Neben der intellektuellen Denkfähigkeit und Fachkompetenz benötigt man im Klinikalltag ein hohes Maß an emotionaler Intelligenz. Der emotionalen Intelligenz, das heißt der bewusste Umgang mit Emotionen, wird eine große Bedeutung zugeschrieben. Diese sei unerlässlich in der Begegnung mit Patienten/-innen. Mehr dazu im folgenden Beitrag.
Zeitdruck und Stress im Krankenhaus als Empathie-Killer
In Studien konnte der heilungsbeschleunigende Effekt der Empathie belegt werden, doch viele Krankenhäuser sind immer stärker dem ökonomischen Druck ausgesetzt: Das Personal wird eingespart und der Zeitdruck und der Stress nehmen zu mit der Folge, dass die Zeit für ein offenes Ohr im Hinblick auf das Leiden der Patienten/-innen fehlt. Aber: Einfühlsame Gespräche benötigen Zeit.
„Die Bedeutung der Empathie und das Bewusstsein dafür nehmen stetig zu. Beispielsweise haben sich die monatlichen Suchanfragen nach ‘Empathie’ bei Google in den letzten zwei Jahren von 30.000 auf über 60.000 mehr als verdoppelt“, sagt der Empathietrainer Carlo Düllings.
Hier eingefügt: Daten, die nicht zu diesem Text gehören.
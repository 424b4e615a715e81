use std::sync::atomic::{AtomicBool, Ordering};
use std::sync::Mutex;

use async_trait::async_trait;
use time::OffsetDateTime;

use super::UserStore;
use crate::models::User;

/// `UserStore` over a vector, for handler and service tests.
#[derive(Default)]
pub struct MemoryUserStore {
    users: Mutex<Vec<User>>,
    unavailable: AtomicBool,
}

impl MemoryUserStore {
    pub fn new() -> Self {
        Self::default()
    }

    /// Every query fails as if the database were down.
    pub fn failing() -> Self {
        let store = Self::default();
        store.set_unavailable(true);
        store
    }

    pub fn set_unavailable(&self, unavailable: bool) {
        self.unavailable.store(unavailable, Ordering::SeqCst);
    }

    fn check(&self) -> Result<(), sqlx::Error> {
        if self.unavailable.load(Ordering::SeqCst) {
            return Err(sqlx::Error::PoolTimedOut);
        }
        Ok(())
    }

    pub fn get(&self, email: &str) -> Option<User> {
        let users = self.users.lock().unwrap();
        users.iter().find(|u| u.email == email).cloned()
    }
}

fn is_live(user: &User, token: &str) -> bool {
    user.reset_token.as_deref() == Some(token)
        && user
            .reset_token_expiry
            .map(|expiry| expiry > OffsetDateTime::now_utc())
            .unwrap_or(false)
}

#[async_trait]
impl UserStore for MemoryUserStore {
    async fn find_by_email(&self, email: &str) -> Result<Option<User>, sqlx::Error> {
        self.check()?;
        Ok(self.get(email))
    }

    async fn insert(
        &self,
        name: &str,
        email: &str,
        password_hash: &str,
    ) -> Result<User, sqlx::Error> {
        self.check()?;
        let mut users = self.users.lock().unwrap();
        if users.iter().any(|u| u.email == email) {
            return Err(sqlx::Error::Protocol("duplicate email".to_string()));
        }

        let user = User {
            id: users.len() as i32 + 1,
            name: name.to_string(),
            email: email.to_string(),
            password_hash: password_hash.to_string(),
            reset_token: None,
            reset_token_expiry: None,
        };
        users.push(user.clone());

        Ok(user)
    }

    async fn set_reset_token(
        &self,
        user_id: i32,
        token: &str,
        expiry: OffsetDateTime,
    ) -> Result<(), sqlx::Error> {
        self.check()?;
        let mut users = self.users.lock().unwrap();
        if let Some(user) = users.iter_mut().find(|u| u.id == user_id) {
            user.reset_token = Some(token.to_string());
            user.reset_token_expiry = Some(expiry);
        }
        Ok(())
    }

    async fn find_by_valid_reset_token(&self, token: &str) -> Result<Option<User>, sqlx::Error> {
        self.check()?;
        let users = self.users.lock().unwrap();
        Ok(users.iter().find(|u| is_live(u, token)).cloned())
    }

    async fn consume_reset_token(
        &self,
        token: &str,
        password_hash: &str,
    ) -> Result<bool, sqlx::Error> {
        self.check()?;
        let mut users = self.users.lock().unwrap();
        match users.iter_mut().find(|u| is_live(u, token)) {
            Some(user) => {
                user.password_hash = password_hash.to_string();
                user.reset_token = None;
                user.reset_token_expiry = None;
                Ok(true)
            }
            None => Ok(false),
        }
    }
}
Auch Professor Andreas Götte, Chefarzt der Kardiologie am St. Vincenz Krankenhaus Paderborn, kann diese Einschätzung aus eigener Erfahrung mit folgenden Worten bejahen: „Das medizinische System war vor 20, 30 Jahren deutlich autoritärer. Was der Professor sagte, wurde getan und nicht hinterfragt. Heute wird viel mehr diskutiert, und um hierbei eine richtige Kommunikationsebene zu schaffen, braucht man Empathie.“
Insbesondere im Patientenverhältnis ist Empathie zum Aufbau einer Vertrauensbasis entscheidend. Ausführliche Gespräche dienen dazu, auf die Ängste und Nöte der Patienten/-innen einzugehen. Der Begriff emotionale Intelligenz ist von den Psychologen John Meier und Peter Salovey im Jahr 1980 eingeführt und durch Daniel Golemann bekannt gemacht worden. Emotionale Intelligenz ist mit dem Begriff der sozialen Kompetenz gleichzusetzen. Als Arzt/Ärztin benötigt man diese emotionale Intelligenz im Umgang mit den Patienten/-innen.
Emotionen zulassen und Emotionen in Gesprächen zeigen
Folgende fünf Grundelemente sind für eine erfolgreiche Einflussnahme im Umgang mit Patienten/-innen und im Klinikalltag zu berücksichtigen:
- Aktives Zuhören
- Verständnis signalisieren: Als Ausdruck der Akzeptanz der Gefühle des Gegenübers
- emotionale Berührungen geben: Nehmen Sie positive Eigenschaften des Gegenübers wahr und gehen Sie darauf ein
- Emotionale Berührung annehmen: Komplimente offen entgegennehmen
- Feedback erhalten als Gefühl von Verständnis und Akzeptanz
„Man kann einen Teil von Empathie trainieren, aber ein Teil davon sollte aus dem/-r Arzt/Ärztin selbst kommen. Er/Sie muss versuchen, es im Alltäglichen vorzuleben und offen dafür sein, einen entsprechenden Umgang zu pflegen“, sagt die Worte Professor Andreas Götte, Chefarzt der Kardiologie am St. Vincenz Krankenhaus Paderborn.
Bemängelt wird, dass Empathie im Humanmedizinstudium nicht als gesondertes Fach unterrichtet wird. Wünschenswert wäre, dass empathische Kommunikation gelehrt werden würde.
Folgend Tipps, wie Empathie in Gespräche mit Patienten/-innen gezeigt werden kann:
- offene Körperhaltung zeigen
- Blickkontakt halten
- eine störungsfreie Atmosphäre ohne Zeitdruck schaffen
- sofern möglich, den/die Gesprächspartner/-in nicht unterbrechen
- Fragen Sie nach, kontrollieren Sie den Dialog
- mit offenen Fragen arbeiten
- Anteilnahme ausdrücken, ohne dabei belehrend zu wirken
- Wiederholen Sie das, was der Gegenüber gesagt hat
Je anspruchsvoller sich eine Situation im Klinikalltag zeigt, desto mehr Empathie und Unterstützung wird im medizinischen Fachbereich gefordert.